UAMS Cancer Center director: NCI designation could take 3-4 years
The application process for the UAMS Cancer Institute to gain a National Cancer Institute designation could take 3-4 years, its director told legislators Monday (Feb. 10).
Speaking to the House and Senate Public Health, Welfare and Labor Committees, Michael Birrer, M.D., Ph.D., told legislators UAMS is aiming for a submission in the next 2 to 2.5 years, but the process could take 3-4 years.
The process requires a 2,500-3,000-page grant application, and if an applicant fails, it can’t apply again for five years. However, the NCI will inform UAMS if it faces tough competition from large applicants in a given year, Birrer said.
He said an NCI designation sends a message that a facility offers outstanding care, clinical trials and a body of researchers.
“My ability to recruit first-class researchers and clinicians will be much, much easier if we’re NCI-designated,” he said. “This is what people are looking for in their careers.”
Long-term, it could lead to a biotech pharmaceutical park in Little Rock or surrounding areas, he said. Drugs would be tested at UAMS, providing an avenue to hire the medical school’s graduates.
Birrer, an oncologist who specializes in gynecological cancers, came to UAMS in September from the University of Alabama at Birmingham Comprehensive Cancer Center, an NCI-designated facility, and brought $4 million in peer-reviewed cancer research grants.
He said the process for attaining the designation is not “predictive” but is “relatively prescribed.” To qualify, the UAMS Cancer Institute must significantly enlarge its number of lab-based researchers and has already hired three who will bring between $2-$3 million in NCI funding. The Institute also will need to collect $20 million in National Institutes of Health funding. It will need to increase its current 100 patients annually undergoing clinical trials to 300. And it will need to triple the size of its medical oncology offerings. Five physicians are coming in July, but more are needed. They will be given “protected time” for translational research, he said.
Birrer said the National Cancer Institute will want to know what the UAMS Cancer Institute’s catchment area will be.
“Our catchment area is clear. It will be the state of Arkansas,” he said. “I emphasize the state of Arkansas, not Little Rock. It will extend to all four boundaries, and we will sincerely create a functional cancer network which will provide care and clinical trials throughout the state.”
The hospital is raising a mix of public and private funds to qualify for the designation. In 2019, lawmakers created the National Cancer Institute Designation Trust Fund to be funded by medical marijuana tax revenues and a tax of 50 cents per package of 32 sheets of cigarette paper. UAMS Chancellor Dr. Cam Patterson told legislators those taxes are expected to generate $7 million in revenues this year.
Birrer said state funds are the Institute’s “mother’s milk” because they are more predictable and reliable than federal grant funds.
When Senate Chairman Missy Irvin, R-Mountain View, pointed out that Louisiana and Mississippi don’t have NCI-designated facilities, Birrer said Arkansas could become a “cancer center of destination.” Patients would come to Arkansas because UAMS is running a clinical trial not offered in their home states.
He said the NCI has made it clear it wants a designated center in every state.
Asked by Rep.
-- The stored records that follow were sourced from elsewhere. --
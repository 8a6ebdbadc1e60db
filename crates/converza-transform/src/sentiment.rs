use std::collections::HashSet;
use std::sync::LazyLock;

use converza_core::{SentimentLabel, SentimentResult};
use regex::Regex;

use crate::lexicon::{word_set, Lexicon};

/// How many preceding tokens can negate a keyword.
const NEGATION_WINDOW: usize = 2;
/// |score| must exceed this to leave neutral.
const POLARITY_THRESHOLD: f64 = 0.2;
/// Keyword hits at which confidence saturates.
const SATURATION_HITS: f64 = 20.0;

/// Word tokens. Apostrophes split words, so `it's` is `it` and `s`.
static TOKEN_PATTERN: LazyLock<Regex> = LazyLock::new(|| Regex::new(r"\b\w+\b").unwrap());

#[derive(Debug, Clone, Copy, PartialEq, Eq)]
enum Polarity {
    Positive,
    Negative,
}

/// Lexicon + negation-window sentiment scorer.
#[derive(Debug, Clone)]
pub struct SentimentAnalyzer {
    positive: HashSet<String>,
    negative: HashSet<String>,
    negation: HashSet<String>,
}

impl SentimentAnalyzer {
    pub fn new(lexicon: &Lexicon) -> Self {
        Self {
            positive: word_set(&lexicon.positive_keywords),
            negative: word_set(&lexicon.negative_keywords),
            negation: word_set(&lexicon.negation_words),
        }
    }

    pub fn analyze(&self, transcript: &str) -> SentimentResult {
        if transcript.is_empty() {
            return SentimentResult::neutral();
        }

        let lowered = transcript.to_lowercase();
        let tokens: Vec<&str> = TOKEN_PATTERN
            .find_iter(&lowered)
            .map(|m| m.as_str())
            .collect();

        let mut positive_hits: u32 = 0;
        let mut negative_hits: u32 = 0;
        for (i, token) in tokens.iter().enumerate() {
            let polarity = if self.positive.contains(*token) {
                Polarity::Positive
            } else if self.negative.contains(*token) {
                Polarity::Negative
            } else {
                continue;
            };

            match (polarity, self.is_negated(&tokens, i)) {
                (Polarity::Positive, false) | (Polarity::Negative, true) => {
                    positive_hits = positive_hits.saturating_add(1)
                }
                (Polarity::Positive, true) | (Polarity::Negative, false) => {
                    negative_hits = negative_hits.saturating_add(1)
                }
            }
        }

        classify_counts(positive_hits, negative_hits)
    }

    fn is_negated(&self, tokens: &[&str], index: usize) -> bool {
        tokens[index.saturating_sub(NEGATION_WINDOW)..index]
            .iter()
            .any(|t| self.negation.contains(*t))
    }
}

/// Turn keyword hit counts into a label and confidence.
///
/// No hits at all is maximum uncertainty (neutral, 0.5), not zero confidence.
pub fn classify_counts(positive_hits: u32, negative_hits: u32) -> SentimentResult {
    let total = u64::from(positive_hits) + u64::from(negative_hits);
    if total == 0 {
        return SentimentResult::neutral();
    }

    let score = (f64::from(positive_hits) - f64::from(negative_hits)) / total as f64;
    let label = if score > POLARITY_THRESHOLD {
        SentimentLabel::Positive
    } else if score < -POLARITY_THRESHOLD {
        SentimentLabel::Negative
    } else {
        SentimentLabel::Neutral
    };

    SentimentResult {
        label,
        confidence: (total as f64 / SATURATION_HITS).min(1.0),
        positive_hits,
        negative_hits,
    }
}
John Payton, R-Wilburn, about the latest good news in the fight against cancer, Birrer called it a “disease of aging.” Some cancers will be cured, while some others will be converted to manageable chronic diseases where patients can live long, happy lives.
“Having said that, 35 years in the business, this is the most exciting time I have ever seen in medical oncology,” he said.
For example, when he was training, metastatic colorectal cancer patients wouldn’t even be treated.
“There is now a subset of those patients who have the tumor, came from the colon, it’s sitting in the liver, multiple metastatic lesions that we can cure,” he said. “By giving these immune checkpoint inhibitors and activating the patient’s own immune system, the metastatic lesions, the tumors in the liver just disappear.”